The biggest mistake I see made when practicing leg lowering is that we don’t sufficiently create or maintain stiffness. Our legs flop up and down and as a result, our pelvis wiggles back and forth. It’s rarely our intention, but ultimately we’re not seeing the benefits that we seek. Ruh-oh!
The stiffness that we desire can best be bought with an exercise called the deadbug. After a few minutes of reading my articles or programs, you know that I LOVE me some deadbugs. The reason is simple: They teach us to create stiffness in a desirable position. So, before those legs start to move, we have to connect our pelvis to our upper body. Start here:
Once you feel comfortable creating circular tension through your trunk, you’ll be far more successful in your leg lowering endeavors. Leg lowering is one of the most popular “corrective” exercises in the world, but it’s not about the hamstrings, it’s about relative stiffness of the core. If we don’t maintain our pelvis position, then we’re not learning to create the tension that is so beneficial during our big lifts.

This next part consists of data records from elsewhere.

//! Decode-surface sizing and decode-order bookkeeping.
//!
//! The surface count sent to the hardware also sizes the session's
//! per-picture tables, so the two always agree.

use tracing::warn;

use nvb_common::{Resolution, VideoCodec};

/// HEVC level 6.2 maximum luma picture size in samples.
const HEVC_MAX_LUMA_PS: u64 = 35_651_584;
/// HEVC maximum DPB size at the largest picture size.
const HEVC_MAX_DPB_PIC_BUF: u32 = 6;
/// Extra surfaces on top of the DPB for pictures waiting to be displayed.
const DISPLAY_MARGIN: u32 = 4;

/// Number of decode surfaces to reserve for `codec` at `coded` size.
pub fn decode_surface_count(codec: VideoCodec, coded: Resolution) -> u32 {
    match codec {
        VideoCodec::Vp9 => 12,
        VideoCodec::H264 => 20,
        VideoCodec::H265 => {
            let samples = coded.area();
            let max_dpb = if samples <= HEVC_MAX_LUMA_PS >> 2 {
                HEVC_MAX_DPB_PIC_BUF * 4
            } else if samples <= HEVC_MAX_LUMA_PS >> 1 {
                HEVC_MAX_DPB_PIC_BUF * 2
            } else if samples <= (HEVC_MAX_LUMA_PS * 3) >> 2 {
                (HEVC_MAX_DPB_PIC_BUF * 4) / 3
            } else {
                HEVC_MAX_DPB_PIC_BUF
            };
            max_dpb.min(16) + DISPLAY_MARGIN
        }
        _ => 8,
    }
}

/// Fixed-capacity map from picture index to the order pictures were
/// submitted for decode.
#[derive(Clone, Debug)]
pub struct DecodeOrderTable {
    order: Vec<Option<u64>>,
    next: u64,
}

impl DecodeOrderTable {
    pub fn new(capacity: u32) -> Self {
        Self {
            order: vec![None; capacity as usize],
            next: 0,
        }
    }

    pub fn capacity(&self) -> usize {
        self.order.len()
    }

    /// Resize for a new surface count, forgetting every recorded entry.
    pub fn resize(&mut self, capacity: u32) {
        self.order.clear();
        self.order.resize(capacity as usize, None);
    }

    /// Record that `picture_index` was just submitted. Returns its decode
    /// order number, or `None` if the index is outside the table.
    pub fn record(&mut self, picture_index: i32) -> Option<u64> {
        let slot = usize::try_from(picture_index)
            .ok()
            .and_then(|i| self.order.get_mut(i));
        match slot {
            Some(entry) => {
                let n = self.next;
                *entry = Some(n);
                self.next += 1;
                Some(n)
            }
            None => {
                warn!(
                    picture_index,
                    capacity = self.order.len(),
                    "Picture index outside decode-order table"
                );
                None
            }
        }
    }

    pub fn lookup(&self, picture_index: i32) -> Option<u64> {
        usize::try_from(picture_index)
            .ok()
            .and_then(|i| self.order.get(i).copied().flatten())
    }
}

#[cfg(test)]
mod tests {
    use super::*;

    #[test]
    fn fixed_counts_per_codec() {
        let hd = Resolution::new(1920, 1080);
        assert_eq!(decode_surface_count(VideoCodec::H264, hd), 20);
        assert_eq!(decode_surface_count(VideoCodec::Vp9, hd), 12);
        assert_eq!(decode_surface_count(VideoCodec::Av1, hd), 8);
        assert_eq!(decode_surface_count(VideoCodec::Mpeg2, hd), 8);
    }

    #[test]
    fn hevc_count_shrinks_with_picture_size() {
        // Small pictures: DPB 24 capped at 16, plus margin.
        assert_eq!(decode_surface_count(VideoCodec::H265, Resolution::new(1920, 1080)), 20);
        // 4096x2304 = 9_437_184 samples: above a quarter, below half.
        assert_eq!(decode_surface_count(VideoCodec::H265, Resolution::new(4096, 2304)), 16);
        // 8192x3072 = 25_165_824 samples: below three quarters.
        assert_eq!(decode_surface_count(VideoCodec::H265, Resolution::new(8192, 3072)), 12);
        // 8192x4320 = 35_389_440 samples: largest class.
        assert_eq!(decode_surface_count(VideoCodec::H265, Resolution::new(8192, 4320)), 10);
    }

    #[test]
    fn decode_order_records_sequence() {
        let mut table = DecodeOrderTable::new(4);
        assert_eq!(table.record(2), Some(0));
        assert_eq!(table.record(0), Some(1));
        assert_eq!(table.record(2), Some(2));
        assert_eq!(table.lookup(2), Some(2));
        assert_eq!(table.lookup(0), Some(1));
        assert_eq!(table.lookup(1), None);
    }

    #[test]
    fn out_of_range_index_ignored() {
        let mut table = DecodeOrderTable::new(2);
        assert_eq!(table.record(5), None);
        assert_eq!(table.record(-1), None);
        assert_eq!(table.lookup(5), None);
    }

    #[test]
    fn resize_matches_surface_count() {
        let mut table = DecodeOrderTable::new(decode_surface_count(VideoCodec::H264, Resolution::new(64, 64)));
        assert_eq!(table.capacity(), 20);
        table.record(3);
        table.resize(decode_surface_count(VideoCodec::Vp9, Resolution::new(64, 64)));
        assert_eq!(table.capacity(), 12);
        assert_eq!(table.lookup(3), None);
    }
}
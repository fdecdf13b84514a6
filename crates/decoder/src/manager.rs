//! Session factory: probes devices and builds decode sessions.
//!
//! The `SessionFactory` handles:
//! - Enumerating decode devices through a [`DeviceProvider`]
//! - Validating session configuration before any hardware is touched
//! - Opening the device and binding a parser to a new [`DecodeSession`]
//! - Routing session logs to an injected `tracing` dispatcher

use std::sync::Arc;

use tracing::{debug, info, warn, Dispatch};

use nvb_common::{DecodeError, SessionConfig, VideoCodec};

use crate::engine::DeviceProvider;
use crate::session::DecodeSession;

/// Builds [`DecodeSession`]s on devices from one provider.
#[derive(Clone)]
pub struct SessionFactory {
    provider: Arc<dyn DeviceProvider>,
    /// Logging collaborator handed to every session; `None` uses the
    /// caller's default subscriber.
    dispatch: Option<Dispatch>,
}

impl std::fmt::Debug for SessionFactory {
    fn fmt(&self, f: &mut std::fmt::Formatter<'_>) -> std::fmt::Result {
        f.debug_struct("SessionFactory")
            .field("dispatch", &self.dispatch.is_some())
            .finish_non_exhaustive()
    }
}

impl SessionFactory {
    pub fn new(provider: Arc<dyn DeviceProvider>) -> Self {
        Self {
            provider,
            dispatch: None,
        }
    }

    /// Send all session logs to `dispatch`, including those emitted from
    /// parser callbacks.
    pub fn with_dispatch(mut self, dispatch: Dispatch) -> Self {
        self.dispatch = Some(dispatch);
        self
    }

    /// Name of the device at `ordinal`, or `DeviceUnavailable`.
    pub fn probe(&self, ordinal: usize) -> Result<String, DecodeError> {
        self.logged(|| {
            let count = self.provider.device_count()?;
            if ordinal >= count {
                debug!(ordinal, count, "No device at ordinal");
                return Err(DecodeError::DeviceUnavailable { ordinal, count });
            }
            let name = self.provider.device_name(ordinal)?;
            debug!(ordinal, device = %name, "Probed decode device");
            Ok(name)
        })
    }

    /// Names of every device, in ordinal order.
    pub fn devices(&self) -> Result<Vec<String>, DecodeError> {
        let count = self.provider.device_count()?;
        (0..count)
            .map(|ordinal| self.provider.device_name(ordinal).map_err(DecodeError::from))
            .collect()
    }

    /// Codecs the provider can build sessions for.
    pub fn supported_codecs(&self) -> Vec<VideoCodec> {
        VideoCodec::ALL
            .iter()
            .copied()
            .filter(|&codec| self.provider.supports_codec(codec))
            .collect()
    }

    /// Validate `config`, open its device, and bind a new session to it.
    pub fn create_session(&self, config: &SessionConfig) -> Result<DecodeSession, DecodeError> {
        config.validate()?;
        if !self.provider.supports_codec(config.codec) {
            return Err(DecodeError::UnsupportedCodec(config.codec));
        }

        let device_name = self.probe(config.device_ordinal)?;
        let device = self.provider.open(config.device_ordinal).map_err(|e| {
            self.logged(|| warn!(device = %device_name, error = %e, "Failed to open decode device"));
            DecodeError::from(e)
        })?;

        let session = DecodeSession::open(device, config.clone(), self.dispatch.clone())?;
        self.logged(|| {
            info!(
                device = %device_name,
                ordinal = config.device_ordinal,
                codec = config.codec.display_name(),
                "Created decode session"
            )
        });
        Ok(session)
    }

    fn logged<R>(&self, f: impl FnOnce() -> R) -> R {
        match &self.dispatch {
            Some(d) => tracing::dispatcher::with_default(d, f),
            None => f(),
        }
    }
}

#[cfg(feature = "nvdec")]
impl SessionFactory {
    /// Factory backed by the system's NVIDIA driver.
    ///
    /// Fails when nvcuvid cannot be loaded.
    pub fn nvdec() -> Result<Self, DecodeError> {
        let provider = crate::nvdec::NvdecProvider::load()?;
        Ok(Self::new(Arc::new(provider)))
    }
}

To improve your technique, try 5 exhales of your deadbug, and use that tension as a reference point for 5 leg lowers per side. Maintain that tension by exhaling as your leg drops down, and inhaling as you lift it back up. You’ll feel a more stable pelvis on the ground, and the resultant body awareness should help you “magically” improve exercises like squats, deadlifts, and swings.
Unless; it’s not magic. It’s you learning and getting better. That’s where the magic happens. Let me know how it works!